use debug::DebugOrchestrator;
use execution::ExecutionVisualizer;
use graph_store::{GraphStore, NodePatch};
use persistence::{PersistenceState, UiSettings};
use viewport::{CanvasRect, ViewportController, ZOOM_STEP};

const FIT_PADDING: f64 = 50.0;

#[derive(Debug, Clone, Copy, PartialEq, Eq)]
pub enum NotificationLevel {
    Info,
    Warning,
    Error,
}

#[derive(Debug, Clone, PartialEq)]
pub enum ClientEvent {
    GraphChanged {
        revision: u64,
    },
    ViewportChanged(ViewportState),
    SaveStatusChanged(SaveStatus),
    Notification {
        level: NotificationLevel,
        message: String,
    },
    ParadigmChanged(String),
    ExecutionStateChanged {
        executing: bool,
        current_node: Option<NodeId>,
    },
    DebugSessionsChanged,
    PushChannelClosed {
        reason: String,
    },
}

/// Proof that the caller asked the user before wiping the canvas.
#[derive(Debug)]
pub struct ClearConfirmation {
    _acknowledged: (),
}

impl ClearConfirmation {
    pub fn acknowledge_data_loss() -> Self {
        Self { _acknowledged: () }
    }
}

/// Everything the dispatcher and the request methods mutate. Lives behind one mutex.
#[derive(Debug)]
pub struct CanvasState {
    pub graph: GraphStore,
    pub viewport: ViewportController,
    pub persistence: PersistenceState,
    pub visualizer: ExecutionVisualizer,
    pub debug: DebugOrchestrator,
    pub paradigm: Option<String>,
}

impl CanvasState {
    pub fn new(settings: &ClientSettings) -> Self {
        let mut visualizer = ExecutionVisualizer::new(
            settings.highlight_duration(),
            settings.data_flow_duration(),
            settings.event_log_capacity,
        );
        visualizer.set_execution_speed(settings.execution_speed);
        Self {
            graph: GraphStore::new(),
            viewport: ViewportController::new(),
            persistence: PersistenceState::new(
                settings.autosave_debounce(),
                settings.project_name.clone(),
            ),
            visualizer,
            debug: DebugOrchestrator::new(),
            paradigm: None,
        }
    }

    pub fn snapshot(&self) -> CanvasSnapshot {
        self.graph.snapshot_with(self.viewport.state())
    }

    pub(crate) fn apply_ui_settings(&mut self, ui: UiSettings) {
        self.visualizer.set_execution_speed(ui.execution_speed);
        self.visualizer
            .set_highlight_duration(Duration::from_millis(ui.highlight_duration_ms));
        self.persistence.ui = ui;
    }

    pub(crate) fn apply_debug_step(
        &mut self,
        session_id: &SessionId,
        result: &DebugStepResult,
        now: Instant,
    ) -> bool {
        if !self.debug.record_step(session_id, result) {
            return false;
        }
        if let Some(node_id) = &result.node_id {
            self.visualizer
                .highlight_debug_step(node_id, result.status, now);
        }
        true
    }

    pub(crate) fn remove_debug_session(&mut self, session_id: &SessionId) -> bool {
        let Some(session) = self.debug.remove(session_id) else {
            return false;
        };
        if let Some(node_id) = &session.current_node {
            self.visualizer.clear_node(node_id);
        }
        true
    }
}

pub struct CanvasClient {
    sync: Arc<dyn SyncChannel>,
    store: Arc<dyn SnapshotStore>,
    settings: ClientSettings,
    state: Mutex<CanvasState>,
    events: broadcast::Sender<ClientEvent>,
}
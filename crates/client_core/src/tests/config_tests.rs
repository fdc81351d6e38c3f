use std::collections::HashMap;

use super::*;

#[test]
fn normalizes_plain_file_path_to_sqlite_url() {
    assert_eq!(
        normalize_database_url("./data/test.db"),
        "sqlite://./data/test.db"
    );
    assert_eq!(
        normalize_database_url("sqlite:data\\canvas.db"),
        "sqlite://data/canvas.db"
    );
    assert_eq!(normalize_database_url("sqlite::memory:"), "sqlite::memory:");
}

#[test]
fn empty_database_url_falls_back_to_default() {
    assert_eq!(
        normalize_database_url("   "),
        ClientSettings::default().database_url
    );
}

#[test]
fn creates_parent_dir_for_nested_sqlite_url() {
    let temp_root = tempfile::tempdir().expect("temp dir");
    let db_path = temp_root.path().join("data").join("canvas.db");
    let raw = db_path.to_string_lossy().replace('\\', "/");

    let url = prepare_database_url(&raw).expect("prepare db url");
    assert!(url.starts_with("sqlite://"));
    assert!(temp_root.path().join("data").exists());
}

#[test]
fn file_settings_override_defaults() {
    let raw = r#"
        backend_url = "http://10.0.0.5:5002"
        project_name = "pipeline"
        autosave_debounce_ms = 500
        execution_speed = 2.5
    "#;
    let file_cfg: HashMap<String, toml::Value> = toml::from_str(raw).expect("toml");

    let mut settings = ClientSettings::default();
    apply_file_settings(&mut settings, &file_cfg);

    assert_eq!(settings.backend_url, "http://10.0.0.5:5002");
    assert_eq!(settings.project_name, "pipeline");
    assert_eq!(settings.autosave_debounce_ms, 500);
    assert_eq!(settings.execution_speed, 2.5);
    assert_eq!(settings.highlight_duration_ms, 1500);
}

#[test]
fn app_prefixed_env_wins_over_canvas_prefixed_env() {
    let env: HashMap<&str, &str> = [
        ("CANVAS_BACKEND_URL", "http://canvas:1"),
        ("APP__BACKEND_URL", "http://app:2"),
        ("CANVAS_DATABASE_URL", "sqlite://./canvas.db"),
        ("APP__FRAME_INTERVAL_MS", "33"),
        ("APP__HIGHLIGHT_DURATION_MS", "not-a-number"),
    ]
    .into_iter()
    .collect();

    let mut settings = ClientSettings::default();
    apply_env_settings(&mut settings, |key| env.get(key).map(|v| v.to_string()));

    assert_eq!(settings.backend_url, "http://app:2");
    assert_eq!(settings.database_url, "sqlite://./canvas.db");
    assert_eq!(settings.frame_interval_ms, 33);
    assert_eq!(settings.highlight_duration_ms, 1500);
}

#[test]
fn missing_settings_file_yields_defaults_before_env() {
    let temp_root = tempfile::tempdir().expect("temp dir");
    let mut settings = ClientSettings::default();
    if let Ok(raw) = fs::read_to_string(temp_root.path().join("canvas.toml")) {
        let file_cfg: HashMap<String, toml::Value> = toml::from_str(&raw).expect("toml");
        apply_file_settings(&mut settings, &file_cfg);
    }
    assert_eq!(settings, ClientSettings::default());
    assert_eq!(settings.autosave_debounce(), Duration::from_millis(300));
    assert_eq!(settings.run_all_timeout(), Duration::from_secs(30));
}
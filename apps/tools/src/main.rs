use std::{fs, path::PathBuf};

use anyhow::{Context, Result};
use chrono::Utc;
use clap::{Parser, Subcommand};
use client_core::{
    config::prepare_database_url,
    normalize::normalize_import,
    persistence::{load_project_meta, load_snapshot, reset_documents, store_snapshot},
};
use shared::graph::{ExportDocument, ProjectMeta};
use storage::Storage;

#[derive(Parser, Debug)]
struct Cli {
    #[arg(long, default_value = "sqlite://./data/canvas_client.db")]
    database_url: String,
    #[command(subcommand)]
    command: Command,
}

#[derive(Subcommand, Debug)]
enum Command {
    /// Lists stored documents and summarizes the saved canvas.
    Show,
    /// Writes the saved canvas as a project file.
    Export { file: PathBuf },
    /// Replaces the saved canvas with a project file. The backend is not contacted.
    Import { file: PathBuf },
    /// Deletes every local document.
    Reset,
}

#[tokio::main]
async fn main() -> Result<()> {
    let cli = Cli::parse();
    let database_url = prepare_database_url(&cli.database_url)?;
    let storage = Storage::new(&database_url).await?;

    match cli.command {
        Command::Show => {
            for summary in storage.list_documents().await? {
                println!(
                    "{} v{} saved_at={} bytes={}",
                    summary.key, summary.version, summary.saved_at, summary.size_bytes
                );
            }
            match load_snapshot(&storage).await? {
                Some(snapshot) => println!(
                    "canvas: nodes={} connections={} zoom={}",
                    snapshot.nodes.len(),
                    snapshot.connections.len(),
                    snapshot.viewport.zoom
                ),
                None => println!("canvas: none saved"),
            }
            if let Some(project) = load_project_meta(&storage).await? {
                println!("project: {}", project.name);
            }
        }
        Command::Export { file } => {
            let state = load_snapshot(&storage).await?.unwrap_or_default();
            let project = load_project_meta(&storage)
                .await?
                .unwrap_or_else(|| ProjectMeta {
                    name: "Untitled Project".into(),
                    saved_at: Utc::now(),
                });
            let document = ExportDocument {
                project,
                state,
                engine_tabs: Vec::new(),
            };
            fs::write(&file, serde_json::to_string_pretty(&document)?)
                .with_context(|| format!("failed to write '{}'", file.display()))?;
            println!("exported {}", file.display());
        }
        Command::Import { file } => {
            let raw = fs::read_to_string(&file)
                .with_context(|| format!("failed to read '{}'", file.display()))?;
            let imported = normalize_import(serde_json::from_str(&raw)?)?;
            let project = ProjectMeta {
                name: imported
                    .project_name
                    .unwrap_or_else(|| "Untitled Project".into()),
                saved_at: Utc::now(),
            };
            store_snapshot(&storage, &imported.snapshot, &project).await?;
            println!(
                "imported nodes={} connections={} as '{}'",
                imported.snapshot.nodes.len(),
                imported.snapshot.connections.len(),
                project.name
            );
        }
        Command::Reset => {
            let removed = reset_documents(&storage).await?;
            if removed.is_empty() {
                println!("nothing to reset");
            } else {
                println!("removed {}", removed.join(", "));
            }
        }
    }

    Ok(())
}
impl CanvasClient {
    /// Writes the current snapshot immediately, cancelling any pending autosave.
    pub async fn save_now(&self) -> Result<(), ClientError> {
        let (snapshot, project) = {
            let mut state = self.state.lock().await;
            state.persistence.autosave.cancel();
            self.set_save_status(&mut state.persistence, SaveStatus::Saving);
            (
                state.snapshot(),
                ProjectMeta {
                    name: state.persistence.project_name.clone(),
                    saved_at: Utc::now(),
                },
            )
        };

        let result = store_snapshot(self.store.as_ref(), &snapshot, &project).await;

        let mut state = self.state.lock().await;
        match result {
            Ok(()) => {
                debug!(
                    nodes = snapshot.nodes.len(),
                    connections = snapshot.connections.len(),
                    "canvas snapshot saved"
                );
                self.set_save_status(&mut state.persistence, SaveStatus::Saved);
                Ok(())
            }
            Err(err) => {
                warn!("failed to save canvas snapshot: {err}");
                self.set_save_status(&mut state.persistence, SaveStatus::Failed);
                Err(err.into())
            }
        }
    }

    pub async fn save_status(&self) -> SaveStatus {
        self.state.lock().await.persistence.status
    }

    /// Replays the locally saved snapshot, if any, against the backend.
    pub async fn restore_saved_canvas(&self) -> Result<Option<RestoreReport>, ClientError> {
        let store = self.store.as_ref();
        if let Some(project) = load_project_meta(store).await? {
            self.state.lock().await.persistence.project_name = project.name;
        }
        let Some(snapshot) = load_snapshot(store).await? else {
            debug!("no saved canvas to restore");
            return Ok(None);
        };
        if snapshot.is_empty() {
            debug!("saved canvas is empty; keeping backend state");
            return Ok(None);
        }
        Ok(Some(self.restore_snapshot(snapshot).await))
    }

    /// Owed `canvas_cleared` echoes die with the push channel that would carry them.
    pub(crate) async fn forget_clear_echoes(&self) {
        self.state.lock().await.persistence.pending_clear_echoes = 0;
    }

    /// Clears both sides and replays `snapshot` node by node. Per-item failures
    /// degrade to local-only copies instead of aborting.
    pub async fn restore_snapshot(&self, snapshot: CanvasSnapshot) -> RestoreReport {
        let mut report = RestoreReport::default();
        {
            let mut state = self.state.lock().await;
            state.persistence.restoring = true;
            state.persistence.autosave.cancel();
        }

        match self.sync.clear_canvas().await {
            Ok(()) => {
                report.remote_cleared = true;
                self.state.lock().await.persistence.pending_clear_echoes += 1;
            }
            Err(err) => warn!("could not clear backend canvas before restore: {err}"),
        }

        {
            let mut state = self.state.lock().await;
            state.graph.clear();
            state.visualizer.reset();
        }

        let mut remap: HashMap<NodeId, NodeId> = HashMap::with_capacity(snapshot.nodes.len());
        for node in snapshot.nodes {
            let saved_id = node.id.clone();
            let request = CreateNodeRequest::from_node(&node);
            let identity = match self.sync.create_node(&request).await {
                Ok(assigned) => {
                    report.nodes_replayed += 1;
                    NodeIdentity::Remote(assigned)
                }
                Err(err) => {
                    warn!(
                        node_id = %saved_id,
                        "node replay failed, keeping a local copy: {err}"
                    );
                    report.nodes_local += 1;
                    NodeIdentity::local_fallback()
                }
            };

            let mut replayed = node;
            replayed.id = identity.id().clone();
            let mut state = self.state.lock().await;
            state.graph.upsert_node(replayed);
            if identity.is_local_fallback() {
                state.graph.mark_local_fallback(identity.id());
            }
            remap.insert(saved_id, identity.into_id());
        }

        for connection in snapshot.connections {
            let (Some(source), Some(target)) = (
                remap.get(&connection.source_node_id).cloned(),
                remap.get(&connection.target_node_id).cloned(),
            ) else {
                debug!(
                    connection_id = %connection.id,
                    "skipping connection with unknown endpoint"
                );
                report.connections_skipped += 1;
                continue;
            };
            if source == target {
                report.connections_skipped += 1;
                continue;
            }

            let touches_local = {
                let state = self.state.lock().await;
                state.graph.is_local_fallback(&source) || state.graph.is_local_fallback(&target)
            };
            let mut replayed = Connection {
                id: connection.id.clone(),
                source_node_id: source,
                source_port: connection.source_port,
                target_node_id: target,
                target_port: connection.target_port,
                data_type: connection.data_type,
            };

            let remote_id = if touches_local {
                None
            } else {
                match self
                    .sync
                    .create_connection(&CreateConnectionRequest::from(&replayed))
                    .await
                {
                    Ok(assigned) => Some(assigned),
                    Err(err) => {
                        warn!(
                            connection_id = %connection.id,
                            "keeping connection local: {err}"
                        );
                        None
                    }
                }
            };

            let mut state = self.state.lock().await;
            match remote_id {
                Some(assigned) => {
                    replayed.id = assigned;
                    report.connections_replayed += 1;
                }
                None => {
                    replayed.id = local_connection_id();
                    state.graph.mark_local_connection(&replayed.id);
                    report.connections_local += 1;
                }
            }
            if let Err(err) = state.graph.upsert_connection(replayed) {
                debug!("dropping replayed connection: {err}");
            }
        }

        let (revision, viewport) = {
            let mut state = self.state.lock().await;
            state.viewport.apply(snapshot.viewport);
            state.persistence.restoring = false;
            (state.graph.revision(), state.viewport.state())
        };
        self.emit(ClientEvent::GraphChanged { revision });
        self.emit(ClientEvent::ViewportChanged(viewport));

        report.saved = self.save_now().await.is_ok();
        info!(?report, "canvas restore finished");
        if report.is_degraded() {
            self.notify(
                NotificationLevel::Warning,
                format!(
                    "Restored with {} local-only node(s), {} local-only connection(s), {} skipped",
                    report.nodes_local, report.connections_local, report.connections_skipped
                ),
            );
        }
        report
    }

    pub async fn export_document(&self) -> ExportDocument {
        let state = self.state.lock().await;
        ExportDocument {
            project: ProjectMeta {
                name: state.persistence.project_name.clone(),
                saved_at: Utc::now(),
            },
            state: state.snapshot(),
            engine_tabs: state.persistence.engine_tabs.clone(),
        }
    }

    pub async fn export_json(&self) -> Result<String, ClientError> {
        let document = self.export_document().await;
        Ok(serde_json::to_string_pretty(&document).map_err(PersistenceError::from)?)
    }

    /// Normalizes a foreign project file and restores it.
    pub async fn import_document(&self, raw: &str) -> Result<RestoreReport, ClientError> {
        let value: Value = serde_json::from_str(raw).map_err(PersistenceError::from)?;
        let imported = normalize::normalize_import(value)?;
        {
            let mut state = self.state.lock().await;
            if let Some(name) = imported.project_name {
                state.persistence.project_name = name;
            }
            state.persistence.engine_tabs = imported.engine_tabs;
        }
        Ok(self.restore_snapshot(imported.snapshot).await)
    }

    pub async fn ui_settings(&self) -> UiSettings {
        self.state.lock().await.persistence.ui.clone()
    }

    pub async fn load_ui_settings(&self) -> Result<UiSettings, ClientError> {
        let store = self.store.as_ref();
        let loaded = match load_versioned(store, UI_SETTINGS_KEY, UI_SETTINGS_VERSION).await? {
            Some(document) => {
                serde_json::from_value(document.body).map_err(PersistenceError::from)?
            }
            None => UiSettings {
                highlight_duration_ms: self.settings.highlight_duration_ms,
                execution_speed: self.settings.execution_speed,
                ..UiSettings::default()
            },
        };
        self.state.lock().await.apply_ui_settings(loaded.clone());
        Ok(loaded)
    }

    pub async fn save_ui_settings(&self, settings: UiSettings) -> Result<(), ClientError> {
        let document = StoredDocument {
            version: UI_SETTINGS_VERSION,
            saved_at: Utc::now(),
            body: serde_json::to_value(&settings).map_err(PersistenceError::from)?,
        };
        self.store
            .save_document(UI_SETTINGS_KEY, &document)
            .await
            .map_err(PersistenceError::Store)?;
        self.state.lock().await.apply_ui_settings(settings);
        Ok(())
    }

    pub(crate) fn set_save_status(&self, persistence: &mut PersistenceState, status: SaveStatus) {
        if persistence.status != status {
            persistence.status = status;
            self.emit(ClientEvent::SaveStatusChanged(status));
        }
    }
}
++++++++++++++++++++
_To do_: Please give an exact copy of the lines above, beginning with the line containing "self.state.lock().await.persistence.pending_clear_echoes += 1;" and running through the line containing "state.graph.clear();", and of no other lines.

_Finished task_:
                self.state.lock().await.persistence.pending_clear_echoes += 1;
            }
            Err(err) => warn!("could not clear backend canvas before restore: {err}"),
        }

        {
            let mut state = self.state.lock().await;
            state.graph.clear();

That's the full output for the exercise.